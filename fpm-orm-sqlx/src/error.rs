use fpm_orm_data::DataError;

/// Extension trait for converting `sqlx::Error` into `DataError`.
///
/// Due to Rust's orphan rules, we can't implement `From<sqlx::Error> for DataError`
/// in this crate. Instead, use `.into_data_error()` in a `map_err`.
pub trait SqlxErrorExt {
    fn into_data_error(self) -> DataError;
}

impl SqlxErrorExt for sqlx::Error {
    fn into_data_error(self) -> DataError {
        match &self {
            sqlx::Error::RowNotFound => DataError::NotFound("Row not found".into()),
            sqlx::Error::Configuration(msg) => DataError::Config(msg.to_string()),
            _ => DataError::database(self),
        }
    }
}

/// Convenience alias for data-layer results using `DataError`.
pub type SqlxResult<T> = Result<T, DataError>;

#[cfg(test)]
mod tests {
    use super::*;

    #[test]
    fn test_row_not_found_maps_to_not_found() {
        let err = sqlx::Error::RowNotFound.into_data_error();
        assert!(matches!(err, DataError::NotFound(_)));
    }

    #[test]
    fn test_driver_errors_are_wrapped_verbatim() {
        let err = sqlx::Error::PoolTimedOut.into_data_error();
        assert!(matches!(err, DataError::Database(_)));
        assert_eq!(err.to_string(), format!("Database error: {}", sqlx::Error::PoolTimedOut));
    }
}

----

◆ Work to be completed ◆
Your response should hold the lines from the first line of the entries above through the line with "Due to Rust's", each retyped exactly, and nothing else.

◆ Your solution ◆
filename fpm-orm-sqlx/src/error.rs
use fpm_orm_data::DataError;

/// Extension trait for converting `sqlx::Error` into `DataError`.
///
/// Due to Rust's orphan rules, we can't implement `From<sqlx::Error> for DataError`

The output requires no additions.